Prevalence of infectious uveitis
The prevalence of infectious uveitis exhibits significant variations influenced by various factors such as geographic location, environmental conditions, socioeconomic status, genetic predispositions, and histopathological characteristics. Notably, infectious uveitis accounts for up to 25% of cases of visual impairment in developing countries [17]. The estimated global prevalence rate of infectious uveitis gathered from previous studies is illustrated in Fig. 3. The global map revealing the prevalence of infectious uveitis highlights significant cases in specific regions, notably North and South America, Africa, and certain Asian countries. In South America, particularly in areas characterized by dense urban populations and inadequate healthcare access, the prevalence of infectious uveitis is markedly increased. For instance, Brazil exhibits a high prevalence rate of 81%, highlighting the considerable burden of this ocular disorder [9, 18, 19]. Across Africa, countries such as Ethiopia (77%), Tanzania (73%), South Africa (66%), and Angola (63%) exhibit a concerning prevalence of infectious uveitis, reflecting various socioeconomic and healthcare challenges prevalent in these regions [20–22]. Similarly, Asian countries like Pakistan (49%), India (37%), and China (21%), demonstrate significant burdens of infectious uveitis, attributed to factors such as population density, inadequate sanitation infrastructure, and limited healthcare resources [23–28]. Viral infections associated with uveitis are commonly found in the African and Asian regions and are associated with environmental and genetic factors, climate changes, and systemic non-infectious conditions [21, 29, 30]. The high prevalence in these areas highlights the urgent need for targeted interventions, including enhanced public health initiatives, improved access to medical care, and comprehensive strategies.
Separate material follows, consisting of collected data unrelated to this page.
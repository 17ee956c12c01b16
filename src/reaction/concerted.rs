//! Concerted reactions supplied as candidate index groupings.
//!
//! Finding concerted candidates is left to an external search; this module
//! only turns its `"i_j"` index strings into reactions.

use std::str::FromStr;
use std::sync::Arc;

use crate::entry::MoleculeEntry;

use super::{Reaction, ReactionError};

/// Most entries allowed on either side of a concerted reaction.
pub const MAX_PER_SIDE: usize = 2;

/// Reactant and product entry indices of one candidate.
#[derive(Debug, Clone, PartialEq, Eq)]
pub struct ConcertedCandidate {
    pub reactants: Vec<usize>,
    pub products: Vec<usize>,
}

fn parse_side(side: &str, raw: &str) -> Result<Vec<usize>, ReactionError> {
    let indices = side
        .split('_')
        .map(|tok| tok.trim().parse::<usize>())
        .collect::<Result<Vec<_>, _>>()
        .map_err(|_| ReactionError::InvalidCandidate(raw.to_string()))?;
    if indices.is_empty() || indices.len() > MAX_PER_SIDE {
        return Err(ReactionError::InvalidCandidate(raw.to_string()));
    }
    Ok(indices)
}

impl ConcertedCandidate {
    /// Parses `"0_1"`-style strings for each side.
    pub fn parse(reactants: &str, products: &str) -> Result<Self, ReactionError> {
        let raw = format!("{reactants},{products}");
        Ok(Self {
            reactants: parse_side(reactants, &raw)?,
            products: parse_side(products, &raw)?,
        })
    }
}

impl FromStr for ConcertedCandidate {
    type Err = ReactionError;

    /// `"reactants,products"`, e.g. `"0_1,2_3"`.
    fn from_str(s: &str) -> Result<Self, Self::Err> {
        let (reactants, products) = s
            .split_once(',')
            .ok_or_else(|| ReactionError::InvalidCandidate(s.to_string()))?;
        Self::parse(reactants, products)
    }
}

/// Builds one reaction per candidate whose total charge changes by at most
/// `allowed_charge_change`. Candidates referring to unknown entries fail the
/// whole batch.
pub fn generate(
    entries: &[Arc<MoleculeEntry>],
    candidates: &[ConcertedCandidate],
    allowed_charge_change: u32,
    electron_free_energy: Option<f64>,
) -> Result<Vec<Reaction>, ReactionError> {
    let lookup = |indices: &[usize], candidate: &ConcertedCandidate| {
        indices
            .iter()
            .map(|&i| {
                entries.get(i).cloned().ok_or_else(|| {
                    ReactionError::InvalidCandidate(format!(
                        "{:?} -> {:?}: no entry {i}",
                        candidate.reactants, candidate.products
                    ))
                })
            })
            .collect::<Result<Vec<_>, _>>()
    };

    let mut reactions = Vec::new();
    for candidate in candidates {
        let reactants = lookup(&candidate.reactants, candidate)?;
        let products = lookup(&candidate.products, candidate)?;
        let charge = |side: &[Arc<MoleculeEntry>]| side.iter().map(|e| e.charge()).sum::<i32>();
        if (charge(&products) - charge(&reactants)).unsigned_abs() > allowed_charge_change {
            continue;
        }
        reactions.push(
            Reaction::concerted(reactants, products).with_electron_free_energy(electron_free_energy),
        );
    }
    Ok(reactions)
}
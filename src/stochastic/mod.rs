//! Post-processing of kinetic Monte Carlo runs over an enumerated network.

pub mod analyze;
pub mod trajectory;

pub use analyze::{PathwayCollection, PathwayOutcome, PathwayRecord, SimulationAnalyzer, SpeciesConsumption};
pub use trajectory::{
    load_histories, load_initial_state, ReactionRecord, ReactionTable, SimulationHistory, StateVector,
    TrajectoryError,
};
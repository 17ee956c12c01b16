//! Grouping of entries by formula, bond count and charge.
//!
//! Enumeration looks candidates up by exact key, so every archetype walks
//! the same [`EntryIndex`]. Maps are ordered by key; traversal order is
//! therefore sorted key order, while entries inside a leaf keep the order
//! they were given in.

use std::collections::BTreeMap;
use std::sync::Arc;

use crate::entry::MoleculeEntry;

/// Attribute an entry can be bucketed on.
#[derive(Debug, Clone, Copy, PartialEq, Eq, Hash)]
pub enum BucketKey {
    Formula,
    NumBonds,
    Charge,
}

impl BucketKey {
    /// The default nesting: formula, then bond count, then charge.
    pub const DEFAULT: [BucketKey; 3] = [BucketKey::Formula, BucketKey::NumBonds, BucketKey::Charge];

    fn value_of(self, entry: &MoleculeEntry) -> BucketValue {
        match self {
            BucketKey::Formula => BucketValue::Text(entry.formula().to_string()),
            BucketKey::NumBonds => BucketValue::Int(entry.num_bonds() as i64),
            BucketKey::Charge => BucketValue::Int(i64::from(entry.charge())),
        }
    }
}

/// Key value at one nesting level.
#[derive(Debug, Clone, PartialEq, Eq, PartialOrd, Ord, Hash)]
pub enum BucketValue {
    Int(i64),
    Text(String),
}

/// Nested mapping produced by [`bucket`].
#[derive(Debug, Clone)]
pub enum Bucket {
    Leaf(Vec<Arc<MoleculeEntry>>),
    Nested(BTreeMap<BucketValue, Bucket>),
}

impl Bucket {
    /// Follows `path` down the nesting; `None` when a key is absent.
    pub fn get(&self, path: &[BucketValue]) -> Option<&Bucket> {
        match path.split_first() {
            None => Some(self),
            Some((head, rest)) => match self {
                Bucket::Nested(map) => map.get(head)?.get(rest),
                Bucket::Leaf(_) => None,
            },
        }
    }

    pub fn leaf(&self) -> Option<&[Arc<MoleculeEntry>]> {
        match self {
            Bucket::Leaf(entries) => Some(entries),
            Bucket::Nested(_) => None,
        }
    }
}

/// Buckets `entries` on each key in turn.
///
/// With no keys the result is a single leaf holding every entry.
pub fn bucket(entries: &[Arc<MoleculeEntry>], keys: &[BucketKey]) -> Bucket {
    match keys.split_first() {
        None => Bucket::Leaf(entries.to_vec()),
        Some((&key, rest)) => {
            let mut groups: BTreeMap<BucketValue, Vec<Arc<MoleculeEntry>>> = BTreeMap::new();
            for entry in entries {
                groups
                    .entry(key.value_of(entry))
                    .or_default()
                    .push(Arc::clone(entry));
            }
            Bucket::Nested(
                groups
                    .into_iter()
                    .map(|(value, group)| (value, bucket(&group, rest)))
                    .collect(),
            )
        }
    }
}

/// Flattens a bucket back into a list.
///
/// Entries inside a leaf keep their relative order, but leaves are visited
/// in sorted key order, so the result is generally a permutation of the
/// list that was bucketed rather than that list itself.
pub fn unbucket(bucket: &Bucket) -> Vec<Arc<MoleculeEntry>> {
    let mut out = Vec::new();
    collect(bucket, &mut out);
    out
}

fn collect(bucket: &Bucket, out: &mut Vec<Arc<MoleculeEntry>>) {
    match bucket {
        Bucket::Leaf(entries) => out.extend(entries.iter().cloned()),
        Bucket::Nested(map) => {
            for child in map.values() {
                collect(child, out);
            }
        }
    }
}

type ChargeMap = BTreeMap<i32, Vec<Arc<MoleculeEntry>>>;

/// Typed form of the default `formula -> bond count -> charge` bucket.
#[derive(Debug, Clone, Default)]
pub struct EntryIndex {
    by_formula: BTreeMap<String, BTreeMap<usize, ChargeMap>>,
    len: usize,
}

impl EntryIndex {
    pub fn new(entries: &[Arc<MoleculeEntry>]) -> Self {
        let mut index = Self::default();
        for entry in entries {
            index
                .by_formula
                .entry(entry.formula().to_string())
                .or_default()
                .entry(entry.num_bonds())
                .or_default()
                .entry(entry.charge())
                .or_default()
                .push(Arc::clone(entry));
            index.len += 1;
        }
        index
    }

    pub fn len(&self) -> usize {
        self.len
    }

    pub fn is_empty(&self) -> bool {
        self.len == 0
    }

    pub fn formulas(&self) -> impl Iterator<Item = &str> + '_ {
        self.by_formula.keys().map(String::as_str)
    }

    /// Bond counts present for `formula`, ascending.
    pub fn bond_counts<'a>(&'a self, formula: &str) -> impl Iterator<Item = usize> + 'a {
        self.by_formula
            .get(formula)
            .into_iter()
            .flat_map(|m| m.keys().copied())
    }

    /// Charges present for `formula` and `num_bonds`, ascending.
    pub fn charges<'a>(&'a self, formula: &str, num_bonds: usize) -> impl Iterator<Item = i32> + 'a {
        self.charge_map(formula, num_bonds)
            .into_iter()
            .flat_map(|m| m.keys().copied())
    }

    pub fn has_bucket(&self, formula: &str, num_bonds: usize) -> bool {
        self.charge_map(formula, num_bonds).is_some()
    }

    /// Entries with the exact key, in input order. Empty when absent.
    pub fn get(&self, formula: &str, num_bonds: usize, charge: i32) -> &[Arc<MoleculeEntry>] {
        self.charge_map(formula, num_bonds)
            .and_then(|m| m.get(&charge))
            .map_or(&[][..], Vec::as_slice)
    }

    fn charge_map(&self, formula: &str, num_bonds: usize) -> Option<&ChargeMap> {
        self.by_formula.get(formula)?.get(&num_bonds)
    }

    /// Every entry, in key traversal order.
    pub fn iter(&self) -> impl Iterator<Item = &Arc<MoleculeEntry>> + '_ {
        self.by_formula
            .values()
            .flat_map(|m| m.values())
            .flat_map(|m| m.values())
            .flatten()
    }
}
pub mod atom;
pub mod bipartite;
pub mod bucket;
pub mod config;
pub mod element;
pub mod entry;
pub mod enumerate;
pub mod family;
pub mod formula;
pub mod graph_ops;
pub mod isomorphism;
pub mod mol;
pub mod rates;
pub mod reaction;
pub mod stochastic;
pub mod weights;

pub use atom::Atom;
pub use bipartite::{CostFunction, EdgeWeights, GraphError, GraphPath, NetworkNode, NodeKey, ReactionGraph, ReactionNode};
pub use bucket::{bucket, unbucket, Bucket, BucketKey, BucketValue, EntryIndex};
pub use config::{ConfigError, NetworkConfig};
pub use element::Element;
pub use entry::{index_entries, EntryError, MoleculeEntry};
pub use enumerate::{Enumeration, ReactionEnumerator};
pub use family::{Families, FamilyClassifier};
pub use formula::{parse_formula, Composition};
pub use isomorphism::{find_isomorphism, is_isomorphic, AtomMapping};
pub use mol::{BondPair, GraphBuildError, MolGraph, SplitError};
pub use rates::{ExpandedBep, RateModel, RedoxParameters, ReversedRate, TransitionStateRate};
pub use reaction::{
    AtomMappings, ConcertedCandidate, Directional, Reaction, ReactionError, ReactionKind, REFERENCE_TEMPERATURE,
};
pub use stochastic::{
    PathwayCollection, PathwayOutcome, PathwayRecord, ReactionRecord, ReactionTable, SimulationAnalyzer,
    SimulationHistory, StateVector, TrajectoryError,
};
pub use weights::WideWeight;
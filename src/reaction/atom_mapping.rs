//! Atom-mapping numbers linking reactant atoms to product atoms.
//!
//! Reactant atom `i` always carries number `i`. A product atom carries the
//! number of the reactant atom it corresponds to, so equal numbers mark the
//! same atom on both sides.

use crate::graph_ops::Fragment;
use crate::isomorphism::{find_isomorphism, AtomMapping};
use crate::mol::MolGraph;

use super::ReactionError;

/// Mapping numbers per participant: `reactants[r][i]` and `products[p][j]`.
#[derive(Debug, Clone, PartialEq, Eq)]
pub struct AtomMappings {
    pub reactants: Vec<Vec<usize>>,
    pub products: Vec<Vec<usize>>,
}

impl AtomMappings {
    pub(crate) fn swapped(self) -> Self {
        Self {
            reactants: self.products,
            products: self.reactants,
        }
    }
}

/// Mapping for a one-to-one reaction from an isomorphism `reactant -> product`.
pub fn one_to_one(node_mapping: &AtomMapping) -> AtomMappings {
    let n = node_mapping.len();
    let mut product = vec![0; n];
    for &(reactant_atom, product_atom) in node_mapping {
        product[product_atom.index()] = reactant_atom.index();
    }
    AtomMappings {
        reactants: vec![(0..n).collect()],
        products: vec![product],
    }
}

/// Mapping for a one-to-many reaction.
///
/// `pairs[p]` is product `p` together with the reactant fragment it was
/// matched against. Fragments retain parent atom indices, so each product
/// atom inherits the parent index of its image in the fragment.
pub fn one_to_many(
    reactant: &MolGraph,
    pairs: &[(&MolGraph, &Fragment)],
) -> Result<AtomMappings, ReactionError> {
    let products = pairs
        .iter()
        .enumerate()
        .map(|(p, (product, fragment))| {
            let mapping = find_isomorphism(product, &fragment.graph)
                .ok_or(ReactionError::AtomMapping { product: p })?;
            let mut numbers = vec![0; product.atom_count()];
            for (product_atom, fragment_atom) in mapping {
                numbers[product_atom.index()] = fragment.parent_index(fragment_atom).index();
            }
            Ok(numbers)
        })
        .collect::<Result<Vec<_>, _>>()?;
    Ok(AtomMappings {
        reactants: vec![(0..reactant.atom_count()).collect()],
        products,
    })
}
The availability of modern treatment to manage infections and their related complications in developed countries has also altered the epidemiology of uveitis [31]. Due to inconsistencies in available data, the prevalence of infectious uveitis remains uncertain and should be interpreted with caution.
However, infectious uveitis exhibits distinct patterns concerning prevalence, affected anatomical regions, age distribution, and gender susceptibility. The data indicates that acute, non-granulomatous anterior cyclitis and iritis in the anterior region are the most prevalent forms of uveitis, i.e. 53%, as shown in Fig. 4 [31]. Subsequent types include retinitis, retinochoroiditis, neuroretinitis, choroiditis, and chorioretinitis linked with posterior uveitis (39%). Notably, posterior uveitis primarily stems from toxoplasmosis, cytomegalic virus (CMV) retinitis, and dengue maculopathy [32]. In addition, intermediate uveitis exhibits a lower prevalence (8%) compared to anterior and posterior uveitis but still contributes to the spectrum of infectious uveitis [20].
Regarding age distribution, adults aged 20–50 years are notably susceptible, accounting for 60–80% of cases within this age range, with an average onset age of around 40 years. Infectious uveitis is relatively rare in individuals under 10 years old and those over 70 [33, 34]. Gender differences in incidence rates are minimal, though a slightly higher prevalence is observed in females [23, 35]. Understanding these trends is vital for healthcare professionals in diagnosing, treating, and managing infectious uveitis.
Etiology of infectious uveitis
More than 60 causes of uveitis have been reported globally and can be classified into six major groups (Fig. 5). The causal epidemiology may vary depending on various factors such as ethnic and genetic factors (sarcoidosis and HLA-B27), disease definition (e.g., sarcoidosis), environmental factors (e.g., tuberculosis), the certain ophthalmic entity’s inclusion in the idiopathic uveitis patients (e.g., pars planitis), patient’s recruitment method (e.g., tertiary centers) and the investigations of paraclinical examinations (e.g., nuclear imaging) [36, 37]. Due to these factors, significant heterogeneity was observed in the reported literature. Figure 5 presents a comprehensive analysis of reported etiologies for uveitis, describing percentages for each category. Among these, immune-mediated uveitis represents 35% of reported cases, while infectious uveitis accounts for 33% [38, 39]. Uveitis caused by inflammation was comprises 12% of cases, while drug-induced uveitis and isolated ocular uveitis contributing 10% and 15% respectively [9, 22]. Undifferentiated uveitis (masquerade syndromes) constitutes the largest proportion at 42% [8]. The major causes of uveitis are found to be infectious, immune-mediated, or some malignancies. The involved association between the human immune system and several infectious agents, including viruses, bacteria, fungi, and parasites, highlights the narrative of uveitis etiology. However, lacked exact values, with estimates based on available information.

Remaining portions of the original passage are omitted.